How to complete this task: Show, from the records below, all lines that contain the word "super".
┌─ Information given
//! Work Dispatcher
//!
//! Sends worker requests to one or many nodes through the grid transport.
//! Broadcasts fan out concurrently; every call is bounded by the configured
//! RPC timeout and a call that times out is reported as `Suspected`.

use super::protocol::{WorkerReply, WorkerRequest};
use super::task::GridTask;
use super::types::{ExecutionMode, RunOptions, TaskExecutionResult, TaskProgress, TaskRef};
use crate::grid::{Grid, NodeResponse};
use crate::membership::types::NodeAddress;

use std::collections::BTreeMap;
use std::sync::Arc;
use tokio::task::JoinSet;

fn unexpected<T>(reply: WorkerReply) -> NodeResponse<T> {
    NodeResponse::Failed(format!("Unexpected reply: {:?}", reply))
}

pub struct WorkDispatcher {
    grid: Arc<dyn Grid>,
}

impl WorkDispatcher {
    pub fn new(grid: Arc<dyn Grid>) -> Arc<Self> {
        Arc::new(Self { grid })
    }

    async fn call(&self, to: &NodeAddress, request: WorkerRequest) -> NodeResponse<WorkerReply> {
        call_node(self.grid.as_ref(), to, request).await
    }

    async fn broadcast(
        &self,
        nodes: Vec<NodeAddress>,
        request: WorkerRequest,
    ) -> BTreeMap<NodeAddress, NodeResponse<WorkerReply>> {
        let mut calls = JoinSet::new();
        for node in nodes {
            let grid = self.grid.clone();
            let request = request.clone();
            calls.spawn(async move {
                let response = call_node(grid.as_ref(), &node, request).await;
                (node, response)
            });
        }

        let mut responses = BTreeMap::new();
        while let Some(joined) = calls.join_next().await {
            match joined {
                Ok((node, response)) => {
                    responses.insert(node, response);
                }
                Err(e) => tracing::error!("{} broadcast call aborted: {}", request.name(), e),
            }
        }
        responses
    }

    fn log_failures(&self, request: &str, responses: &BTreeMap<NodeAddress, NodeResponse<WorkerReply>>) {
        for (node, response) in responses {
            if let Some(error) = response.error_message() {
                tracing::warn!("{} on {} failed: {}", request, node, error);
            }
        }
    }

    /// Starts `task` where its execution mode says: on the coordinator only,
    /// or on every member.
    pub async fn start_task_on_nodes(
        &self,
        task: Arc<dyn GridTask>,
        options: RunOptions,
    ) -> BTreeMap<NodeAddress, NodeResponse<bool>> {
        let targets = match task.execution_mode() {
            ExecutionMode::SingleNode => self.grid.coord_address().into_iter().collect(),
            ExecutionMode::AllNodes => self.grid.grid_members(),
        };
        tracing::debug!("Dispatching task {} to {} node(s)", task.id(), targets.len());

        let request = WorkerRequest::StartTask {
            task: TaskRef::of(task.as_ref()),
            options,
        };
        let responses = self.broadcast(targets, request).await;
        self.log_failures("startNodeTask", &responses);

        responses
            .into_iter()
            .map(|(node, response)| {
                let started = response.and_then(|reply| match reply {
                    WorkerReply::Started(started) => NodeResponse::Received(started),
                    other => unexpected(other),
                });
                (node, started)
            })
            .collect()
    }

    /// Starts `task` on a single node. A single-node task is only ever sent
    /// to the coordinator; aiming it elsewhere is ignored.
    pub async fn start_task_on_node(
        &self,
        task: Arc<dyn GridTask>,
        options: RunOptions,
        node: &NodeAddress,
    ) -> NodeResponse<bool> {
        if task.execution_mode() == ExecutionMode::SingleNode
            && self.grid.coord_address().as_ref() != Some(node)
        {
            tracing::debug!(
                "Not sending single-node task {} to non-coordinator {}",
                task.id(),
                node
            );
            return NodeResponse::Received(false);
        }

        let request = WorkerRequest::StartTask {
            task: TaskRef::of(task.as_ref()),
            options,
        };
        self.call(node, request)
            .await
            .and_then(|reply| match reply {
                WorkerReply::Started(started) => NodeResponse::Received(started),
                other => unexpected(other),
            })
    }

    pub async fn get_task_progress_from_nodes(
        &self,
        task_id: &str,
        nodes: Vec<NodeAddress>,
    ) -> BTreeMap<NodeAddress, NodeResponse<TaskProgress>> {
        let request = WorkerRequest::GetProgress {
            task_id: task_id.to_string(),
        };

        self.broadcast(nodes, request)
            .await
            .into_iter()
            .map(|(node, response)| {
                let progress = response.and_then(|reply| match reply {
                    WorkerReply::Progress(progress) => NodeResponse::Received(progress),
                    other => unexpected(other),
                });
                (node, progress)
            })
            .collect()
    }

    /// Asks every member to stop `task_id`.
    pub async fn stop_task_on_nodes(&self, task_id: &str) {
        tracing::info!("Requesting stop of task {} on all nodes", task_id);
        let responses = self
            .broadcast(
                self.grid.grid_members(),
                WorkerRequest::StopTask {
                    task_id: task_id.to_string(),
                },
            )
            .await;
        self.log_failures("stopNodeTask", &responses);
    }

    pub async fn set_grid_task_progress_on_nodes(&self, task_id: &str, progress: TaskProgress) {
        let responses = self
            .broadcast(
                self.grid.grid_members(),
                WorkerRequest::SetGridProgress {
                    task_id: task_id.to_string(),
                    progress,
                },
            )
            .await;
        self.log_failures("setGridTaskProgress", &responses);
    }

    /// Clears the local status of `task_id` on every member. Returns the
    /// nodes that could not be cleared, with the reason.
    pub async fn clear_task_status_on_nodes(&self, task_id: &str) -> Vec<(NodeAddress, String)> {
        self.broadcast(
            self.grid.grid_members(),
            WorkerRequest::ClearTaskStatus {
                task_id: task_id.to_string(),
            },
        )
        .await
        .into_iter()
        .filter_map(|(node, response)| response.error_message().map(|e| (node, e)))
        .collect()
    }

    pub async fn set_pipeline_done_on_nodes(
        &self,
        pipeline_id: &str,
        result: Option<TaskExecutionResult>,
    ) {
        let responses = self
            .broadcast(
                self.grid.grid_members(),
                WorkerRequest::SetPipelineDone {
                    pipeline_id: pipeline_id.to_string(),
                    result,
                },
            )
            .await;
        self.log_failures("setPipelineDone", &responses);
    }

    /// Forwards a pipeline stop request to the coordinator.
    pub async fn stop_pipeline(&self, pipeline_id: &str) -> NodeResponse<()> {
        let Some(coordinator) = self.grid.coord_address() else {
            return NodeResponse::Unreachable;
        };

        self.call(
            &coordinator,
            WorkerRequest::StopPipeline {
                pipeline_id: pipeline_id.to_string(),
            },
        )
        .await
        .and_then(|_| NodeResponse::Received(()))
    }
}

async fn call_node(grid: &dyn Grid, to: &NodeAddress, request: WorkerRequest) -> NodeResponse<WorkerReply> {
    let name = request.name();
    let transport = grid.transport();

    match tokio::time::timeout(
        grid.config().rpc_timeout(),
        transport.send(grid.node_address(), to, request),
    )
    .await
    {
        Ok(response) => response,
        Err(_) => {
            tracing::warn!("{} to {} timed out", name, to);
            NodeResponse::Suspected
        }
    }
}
└─
┌─ Information given
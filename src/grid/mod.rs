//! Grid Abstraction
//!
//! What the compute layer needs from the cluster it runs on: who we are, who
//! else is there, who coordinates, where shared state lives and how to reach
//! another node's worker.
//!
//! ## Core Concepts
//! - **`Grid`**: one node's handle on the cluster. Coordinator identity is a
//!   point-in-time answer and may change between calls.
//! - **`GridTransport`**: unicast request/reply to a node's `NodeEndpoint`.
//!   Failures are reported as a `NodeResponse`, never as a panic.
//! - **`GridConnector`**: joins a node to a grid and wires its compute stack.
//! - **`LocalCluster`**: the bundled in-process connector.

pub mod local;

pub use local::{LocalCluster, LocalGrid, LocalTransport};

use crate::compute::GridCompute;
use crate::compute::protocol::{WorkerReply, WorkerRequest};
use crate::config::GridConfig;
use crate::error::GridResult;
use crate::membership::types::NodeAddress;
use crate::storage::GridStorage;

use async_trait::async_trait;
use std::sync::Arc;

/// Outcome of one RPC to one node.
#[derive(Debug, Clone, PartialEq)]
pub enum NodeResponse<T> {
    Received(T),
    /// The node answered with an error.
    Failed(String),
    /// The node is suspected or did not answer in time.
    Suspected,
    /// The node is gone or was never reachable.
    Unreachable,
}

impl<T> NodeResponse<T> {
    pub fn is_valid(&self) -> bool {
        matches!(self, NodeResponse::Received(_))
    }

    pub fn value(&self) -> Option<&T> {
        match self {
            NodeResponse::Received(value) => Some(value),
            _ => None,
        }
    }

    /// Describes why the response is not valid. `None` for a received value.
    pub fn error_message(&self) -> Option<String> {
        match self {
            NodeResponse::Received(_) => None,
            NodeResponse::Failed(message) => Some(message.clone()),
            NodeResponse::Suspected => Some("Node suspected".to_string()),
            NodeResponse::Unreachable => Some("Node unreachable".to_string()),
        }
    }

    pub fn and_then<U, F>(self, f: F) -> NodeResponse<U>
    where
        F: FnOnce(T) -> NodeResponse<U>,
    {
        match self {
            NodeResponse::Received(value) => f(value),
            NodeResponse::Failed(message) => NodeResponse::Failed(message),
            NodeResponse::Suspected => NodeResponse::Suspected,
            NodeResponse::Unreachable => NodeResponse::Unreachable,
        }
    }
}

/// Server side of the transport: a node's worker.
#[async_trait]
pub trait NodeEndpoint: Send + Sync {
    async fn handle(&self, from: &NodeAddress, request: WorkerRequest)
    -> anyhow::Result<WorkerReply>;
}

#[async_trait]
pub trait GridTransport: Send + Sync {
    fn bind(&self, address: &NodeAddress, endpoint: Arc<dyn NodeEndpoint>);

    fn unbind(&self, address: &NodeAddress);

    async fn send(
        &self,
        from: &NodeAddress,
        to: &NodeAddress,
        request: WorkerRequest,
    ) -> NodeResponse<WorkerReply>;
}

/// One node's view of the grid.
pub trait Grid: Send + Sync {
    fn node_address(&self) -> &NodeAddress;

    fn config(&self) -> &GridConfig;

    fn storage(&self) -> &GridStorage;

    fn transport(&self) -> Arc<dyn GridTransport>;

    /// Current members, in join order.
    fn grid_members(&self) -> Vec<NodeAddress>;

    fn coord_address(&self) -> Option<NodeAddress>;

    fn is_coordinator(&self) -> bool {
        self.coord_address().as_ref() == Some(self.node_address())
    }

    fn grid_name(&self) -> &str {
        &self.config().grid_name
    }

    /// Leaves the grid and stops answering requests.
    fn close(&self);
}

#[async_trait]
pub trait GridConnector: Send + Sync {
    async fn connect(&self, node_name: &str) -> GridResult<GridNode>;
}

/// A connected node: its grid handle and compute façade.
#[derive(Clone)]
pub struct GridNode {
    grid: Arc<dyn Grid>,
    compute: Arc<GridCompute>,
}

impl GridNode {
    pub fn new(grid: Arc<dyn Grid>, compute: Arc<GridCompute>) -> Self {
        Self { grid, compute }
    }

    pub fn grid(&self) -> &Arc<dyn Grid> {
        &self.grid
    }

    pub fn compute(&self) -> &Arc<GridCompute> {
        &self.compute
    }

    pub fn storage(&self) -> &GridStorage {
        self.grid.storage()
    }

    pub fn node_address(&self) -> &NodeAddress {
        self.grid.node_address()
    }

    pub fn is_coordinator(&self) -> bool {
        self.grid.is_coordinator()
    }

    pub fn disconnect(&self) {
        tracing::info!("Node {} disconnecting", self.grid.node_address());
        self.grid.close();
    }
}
└─
┌─ Information given
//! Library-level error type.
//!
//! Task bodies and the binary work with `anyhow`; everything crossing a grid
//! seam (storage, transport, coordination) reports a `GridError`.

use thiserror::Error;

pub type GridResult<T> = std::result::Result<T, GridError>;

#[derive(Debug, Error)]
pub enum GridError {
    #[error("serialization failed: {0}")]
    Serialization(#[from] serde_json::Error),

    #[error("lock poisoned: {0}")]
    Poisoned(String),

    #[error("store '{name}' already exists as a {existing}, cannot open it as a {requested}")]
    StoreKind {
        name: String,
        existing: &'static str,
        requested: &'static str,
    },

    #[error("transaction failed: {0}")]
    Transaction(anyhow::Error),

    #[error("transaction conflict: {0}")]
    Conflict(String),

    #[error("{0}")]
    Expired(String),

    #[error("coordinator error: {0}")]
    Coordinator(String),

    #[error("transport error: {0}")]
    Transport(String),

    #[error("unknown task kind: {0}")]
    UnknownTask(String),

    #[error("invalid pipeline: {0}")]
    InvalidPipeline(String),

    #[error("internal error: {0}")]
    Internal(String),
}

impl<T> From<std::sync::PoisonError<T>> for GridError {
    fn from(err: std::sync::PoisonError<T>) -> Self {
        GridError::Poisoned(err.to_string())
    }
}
└─
Task output:
use super::protocol::{WorkerReply, WorkerRequest};
use super::task::GridTask;
use super::types::{ExecutionMode, RunOptions, TaskExecutionResult, TaskProgress, TaskRef};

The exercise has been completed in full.